_WORK REQUEST_
Copy the lines exactly as they appear, starting with the first line of the records and ending with the line that contains "the chunk appeared.".

[Records from a data source]
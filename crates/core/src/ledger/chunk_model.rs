//! Chunk ledger domain models.

use std::collections::{BTreeMap, HashSet};

use chrono::{DateTime, Utc};
use rust_decimal::Decimal;
use serde::{Deserialize, Serialize};

use crate::errors::LedgerError;
use crate::utils::decimal_serde::exact_decimal;

/// Index of a chunk. Unique and increasing across the whole ledger.
pub type ChunkIndex = u64;

/// A lot of one asset with a single provenance.
///
/// A negative quantity is debt: the account owes that much of the asset.
#[derive(Debug, Clone, PartialEq, Serialize, Deserialize)]
#[serde(rename_all = "camelCase")]
pub struct AssetChunk {
    pub index: ChunkIndex,
    pub asset: String,
    #[serde(with = "exact_decimal")]
    pub quantity: Decimal,
    pub receive_date: DateTime<Utc>,
    #[serde(default, skip_serializing_if = "Option::is_none")]
    pub dispose_date: Option<DateTime<Utc>>,
    /// Chunks this one was obtained in exchange for.
    #[serde(default)]
    pub sources: Vec<ChunkIndex>,
    /// Provenance has not been traced since the chunk appeared.
    #[serde(default, skip_serializing_if = "std::ops::Not::not")]
    pub unsecured: bool,
}

impl AssetChunk {
    pub fn is_debt(&self) -> bool {
        self.quantity < Decimal::ZERO
    }

    /// Copy of this chunk holding a different quantity.
    pub fn with_quantity(&self, quantity: Decimal) -> Self {
        Self {
            quantity,
            ..self.clone()
        }
    }
}

/// Serializable state of the ledger at a point in time.
#[derive(Debug, Clone, PartialEq, Serialize, Deserialize)]
#[serde(rename_all = "camelCase")]
pub struct LedgerSnapshot {
    pub last_updated: DateTime<Utc>,
    /// Account -> chunks held, oldest first.
    #[serde(default)]
    pub accounts: BTreeMap<String, Vec<AssetChunk>>,
    /// Disposed chunks, in disposal order.
    #[serde(default)]
    pub history: Vec<AssetChunk>,
    /// Index the next minted chunk will get.
    #[serde(default)]
    pub next_chunk_index: ChunkIndex,
}

impl Default for LedgerSnapshot {
    fn default() -> Self {
        Self::new()
    }
}

impl LedgerSnapshot {
    pub fn new() -> Self {
        Self {
            last_updated: DateTime::<Utc>::default(),
            accounts: BTreeMap::new(),
            history: Vec::new(),
            next_chunk_index: 0,
        }
    }

    pub fn chunks(&self) -> impl Iterator<Item = &AssetChunk> {
        self.accounts.values().flatten().chain(self.history.iter())
    }

    /// Sum of every chunk of `asset` held by `account`, debt included.
    pub fn balance(&self, account: &str, asset: &str) -> Decimal {
        self.accounts
            .get(account)
            .map(|chunks| {
                chunks
                    .iter()
                    .filter(|c| c.asset == asset)
                    .map(|c| c.quantity)
                    .sum()
            })
            .unwrap_or(Decimal::ZERO)
    }

    /// Checks the structural invariants a loaded snapshot must satisfy.
    pub fn validate(&self) -> Result<(), LedgerError> {
        let mut seen: HashSet<ChunkIndex> = HashSet::new();
        for chunk in self.chunks() {
            if !seen.insert(chunk.index) {
                return Err(LedgerError::InvalidSnapshot(format!(
                    "chunk #{} appears more than once",
                    chunk.index
                )));
            }
            if chunk.index >= self.next_chunk_index {
                return Err(LedgerError::InvalidSnapshot(format!(
                    "chunk #{} is not below next index {}",
                    chunk.index, self.next_chunk_index
                )));
            }
            if chunk.quantity.is_zero() {
                return Err(LedgerError::InvalidSnapshot(format!(
                    "chunk #{} holds nothing",
                    chunk.index
                )));
            }
        }

        for chunk in &self.history {
            if chunk.dispose_date.is_none() {
                return Err(LedgerError::InvalidSnapshot(format!(
                    "archived chunk #{} has no dispose date",
                    chunk.index
                )));
            }
        }

        for (account, chunks) in &self.accounts {
            let mut indebted: HashSet<&str> = HashSet::new();
            let mut holding: HashSet<&str> = HashSet::new();
            for chunk in chunks {
                if chunk.dispose_date.is_some() {
                    return Err(LedgerError::InvalidSnapshot(format!(
                        "{} holds disposed chunk #{}",
                        account, chunk.index
                    )));
                }
                if chunk.is_debt() {
                    indebted.insert(&chunk.asset);
                } else {
                    holding.insert(&chunk.asset);
                }
            }
            if let Some(asset) = indebted.intersection(&holding).next() {
                return Err(LedgerError::InvalidSnapshot(format!(
                    "{} holds both credit and debt in {}",
                    account, asset
                )));
            }
        }
        Ok(())
    }
}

_SOLUTION FOR THIS EXERCISE_
filename crates/core/src/ledger/chunk_model.rs
//! Chunk ledger domain models.

use std::collections::{BTreeMap, HashSet};

use chrono::{DateTime, Utc};
use rust_decimal::Decimal;
use serde::{Deserialize, Serialize};

use crate::errors::LedgerError;
use crate::utils::decimal_serde::exact_decimal;

/// Index of a chunk. Unique and increasing across the whole ledger.
pub type ChunkIndex = u64;

/// A lot of one asset with a single provenance.
///
/// A negative quantity is debt: the account owes that much of the asset.
#[derive(Debug, Clone, PartialEq, Serialize, Deserialize)]
#[serde(rename_all = "camelCase")]
pub struct AssetChunk {
    pub index: ChunkIndex,
    pub asset: String,
    #[serde(with = "exact_decimal")]
    pub quantity: Decimal,
    pub receive_date: DateTime<Utc>,
    #[serde(default, skip_serializing_if = "Option::is_none")]
    pub dispose_date: Option<DateTime<Utc>>,
    /// Chunks this one was obtained in exchange for.
    #[serde(default)]
    pub sources: Vec<ChunkIndex>,
    /// Provenance has not been traced since the chunk appeared.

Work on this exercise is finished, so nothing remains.